Mientras el mundo periodístico y del espectáculo era sacudido por la suspensión del ciclo de Kimmel y recogía la solidaridad de más de 400 estrellas del show business contra la censura, el presidente Trump avanzaba en su quinta demanda judicial contra un medio de comunicación, al exigir 15.000 millones de dólares a The New York Times, arguyendo que el periódico lo difamó y que es un «portavoz a ultranza del Partido Demócrata».

Jimmy Kimmel. El popular conductor de la cadena ABC, propiedad de Disney, fue suspendido por presión del Gobierno.
Foto: Getty Images
Si bien esta demanda fue desestimada rápidamente por el juez federal de Florida, Steven Merryday, por cuestiones de forma, los abogados de Trump insinuaron que corregirán el escrito –ridiculizado por Merryday debido a su contenido panfletario carente de fundamento legal– e insistirán dentro del plazo de 85 días que les abrió el juez. Marryday es un magistrado cercano al Partido Republicano y debe su nombramiento al expresidente George H. W. Bush.
La vía judicial para reprimir la expresión tiene antecedentes recientes que muestran que Trump no vacila en llevar a los tribunales incluso a medios de comunicación oficialistas que en algunos contenidos incluyen matices díscolos con la línea del Gobierno, como el reputado The Wall Street Journal, propiedad del magnate conservador Rupert Murdoch.
Trump también había promovido demandas contra las cadenas CBS y ABC News –que llegaron a acuerdos extrajudiciales, capitulando ante la presión estatal–, con el objetivo indisimulado de disciplinar las perspectivas no alineadas con el Gobierno. Las semejanzas con la sucesión de querellas iniciadas por Milei en la Argentina contra Jorge Rial, Julia Mengolini, Fabián Doman, Ari Lijalad, Viviana Canosa, Nicolás Lantos, Carlos Pagni o Mauro Federico son evidentes. Trump hace escuela.
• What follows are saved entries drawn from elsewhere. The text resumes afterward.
//! # Repository Module
//!
//! Read-side repositories for Tally. Every write goes through a
//! [`WriteBatch`](crate::batch::WriteBatch) instead, so that one caller
//! operation is always one transaction and one change notice.
//!
//! ## Repository Pattern
//! ```text
//! ┌─────────────────────────────────────────────────────────────────────────┐
//! │                                                                         │
//! │  LedgerService                                                          │
//! │       │                                                                 │
//! │       ├── reads ──► db.products() / db.parties() / db.consumptions()    │
//! │       │                 │                                               │
//! │       │                 ▼                                               │
//! │       │             SELECT ... → FromRow row → domain type              │
//! │       │                                                                 │
//! │       └── writes ─► db.commit(WriteBatch) → one transaction             │
//! │                                                                         │
//! └─────────────────────────────────────────────────────────────────────────┘
//! ```
//!
//! ## Available Repositories
//!
//! - [`ProductRepository`](product::ProductRepository) - Catalog reads
//! - [`PartyRepository`](party::PartyRepository) - Companies and employees
//! - [`ConsumptionRepository`](consumption::ConsumptionRepository) - Ledger queries
//! - [`TrashRepository`](trash::TrashRepository) - Deleted entry mirror

pub mod consumption;
pub mod party;
pub mod product;
pub mod trash;

use chrono::{DateTime, SecondsFormat, SubsecRound, Utc};

use crate::error::{DbError, DbResult};

/// Instants are stored as fixed-width RFC 3339 text with millisecond
/// precision, e.g. `2026-10-16T09:30:00.000Z`.
pub fn encode_instant(instant: DateTime<Utc>) -> String {
    instant.to_rfc3339_opts(SecondsFormat::Millis, true)
}

pub fn decode_instant(text: &str) -> DbResult<DateTime<Utc>> {
    DateTime::parse_from_rfc3339(text)
        .map(|dt| dt.with_timezone(&Utc))
        .map_err(|e| DbError::InvalidData(format!("bad timestamp '{}': {}", text, e)))
}

/// Truncates to the precision the store keeps, so values handed back to
/// callers compare equal to what a later read returns.
pub fn storable(instant: DateTime<Utc>) -> DateTime<Utc> {
    instant.trunc_subsecs(3)
}

/// Current instant at store precision.
pub fn now() -> DateTime<Utc> {
    storable(Utc::now())
}

#[cfg(test)]
mod tests {
    use super::*;
    use chrono::TimeZone;

    #[test]
    fn test_instant_encoding_is_fixed_width_and_ordered() {
        let early = Utc.with_ymd_and_hms(2026, 9, 30, 23, 59, 59).unwrap();
        let late = Utc.with_ymd_and_hms(2026, 10, 1, 0, 0, 0).unwrap();

        let a = encode_instant(early);
        let b = encode_instant(late);
        assert_eq!(a, "2026-09-30T23:59:59.000Z");
        assert_eq!(a.len(), b.len());
        assert!(a < b);
        assert_eq!(decode_instant(&b).unwrap(), late);
    }

    #[test]
    fn test_storable_round_trips() {
        let t = now();
        assert_eq!(decode_instant(&encode_instant(t)).unwrap(), t);
        assert!(decode_instant("yesterday").is_err());
    }
}
//! End-to-end ledger scenarios against an in-memory database.

use std::time::Duration;

use chrono::{DateTime, Duration as ChronoDuration, Utc};

use tally_core::ledger::RevertPlan;
use tally_core::{
    Category, ConsumptionDraft, ConsumptionLine, Employee, ItemRequest, Money,
    PartialReversalPolicy, PaymentMethod, Period, Product, WALK_IN_COMPANY_ID,
    WALK_IN_EMPLOYEE_ID,
};
use tally_db::{now, Database, DbConfig, WriteBatch, WriteOp};
use tally_ledger::{ErrorKind, LedgerConfig, LedgerService};

// =============================================================================
// Fixtures
// =============================================================================

async fn start_with(config: LedgerConfig) -> LedgerService {
    let db = Database::new(DbConfig::in_memory()).await.unwrap();
    LedgerService::start(db, config).await.unwrap()
}

async fn start() -> LedgerService {
    start_with(LedgerConfig::default()).await
}

async fn employee(service: &LedgerService) -> Employee {
    let company = service.add_company("Acme").await.unwrap();
    service
        .add_employee("Ana Souza", "5511990000001", &company.id)
        .await
        .unwrap()
}

async fn product(service: &LedgerService, name: &str, cents: i64, stock: i64) -> Product {
    service
        .add_product(name, Money::from_cents(cents), Category::Snack, stock)
        .await
        .unwrap()
}

async fn stock_of(service: &LedgerService, product_id: &str) -> i64 {
    service
        .database()
        .products()
        .get_by_id(product_id)
        .await
        .unwrap()
        .unwrap()
        .stock
}

fn days_ago(days: i64) -> DateTime<Utc> {
    now() - ChronoDuration::days(days)
}

/// Two pending entries worth 10.00 (older) and 15.00 (newer).
async fn two_tabs(service: &LedgerService) -> (Employee, String, String) {
    let ana = employee(service).await;
    let ten = product(service, "Marmita", 1000, 50).await;
    let fifteen = product(service, "Combo", 1500, 50).await;

    let first = service
        .add_consumption(ConsumptionDraft::new(
            &ana.id,
            vec![ItemRequest::new(&ten.id, 1)],
            days_ago(2),
        ))
        .await
        .unwrap();
    let second = service
        .add_consumption(ConsumptionDraft::new(
            &ana.id,
            vec![ItemRequest::new(&fifteen.id, 1)],
            days_ago(1),
        ))
        .await
        .unwrap();

    (ana, first.id, second.id)
}

// =============================================================================
// Payment Allocation
// =============================================================================

#[tokio::test]
async fn test_partial_payment_splits_the_second_entry() {
    let service = start().await;
    let (ana, first_id, second_id) = two_tabs(&service).await;

    let settled = service
        .record_payment(&ana.id, Money::parse("12.00").unwrap(), PaymentMethod::Pix)
        .await
        .unwrap();

    assert_eq!(settled.len(), 2);
    assert_eq!(settled[0].id, first_id);
    assert!(settled[0].is_settled());

    let carve_out = &settled[1];
    assert!(carve_out.is_carve_out());
    assert_eq!(carve_out.total(), Money::from_cents(200));
    assert_eq!(carve_out.carve_out_source(), Some(second_id.as_str()));
    assert_eq!(carve_out.payment.unwrap().method, PaymentMethod::Pix);

    let second = service
        .database()
        .consumptions()
        .get_by_id(&second_id)
        .await
        .unwrap()
        .unwrap();
    assert!(second.is_pending());
    assert_eq!(second.total(), Money::from_cents(1300));

    // carve-out + what is still owed == the original entry
    assert_eq!(carve_out.total() + second.total(), Money::from_cents(1500));

    assert_eq!(
        service.pending_total_for_employee(&ana.id).await,
        Money::from_cents(1300)
    );
    assert_eq!(service.monthly_revenue(None).await, Money::from_cents(1200));
}

#[tokio::test]
async fn test_exact_payment_settles_without_carve_out() {
    let service = start().await;
    let (ana, _, _) = two_tabs(&service).await;

    let settled = service
        .record_payment(&ana.id, Money::from_cents(2500), PaymentMethod::Cash)
        .await
        .unwrap();

    assert_eq!(settled.len(), 2);
    assert!(settled.iter().all(|c| !c.is_carve_out()));
    assert!(service.pending_total_for_employee(&ana.id).await.is_zero());
    assert_eq!(service.total_pending_amount().await, Money::zero());
}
La obsesión de Gobiernos de derecha contra la libertad de expresión no solo exhibe el doble estándar con el que las potencias de Occidente ponderan su violación en otras regiones mientras sepultan el derecho en su propio patio, sino también la importancia de los medios tradicionales (televisión, periódicos) como «fábricas de consenso» apuntadas por las políticas de Trump y sus discípulos. A pesar de sufrir la merma en audiencias directas, los medios siguen proveyendo los contenidos que luego se viralizan en redes, que troquelan la agenda pública y que son el insumo para la construcción de percepciones sobre la realidad.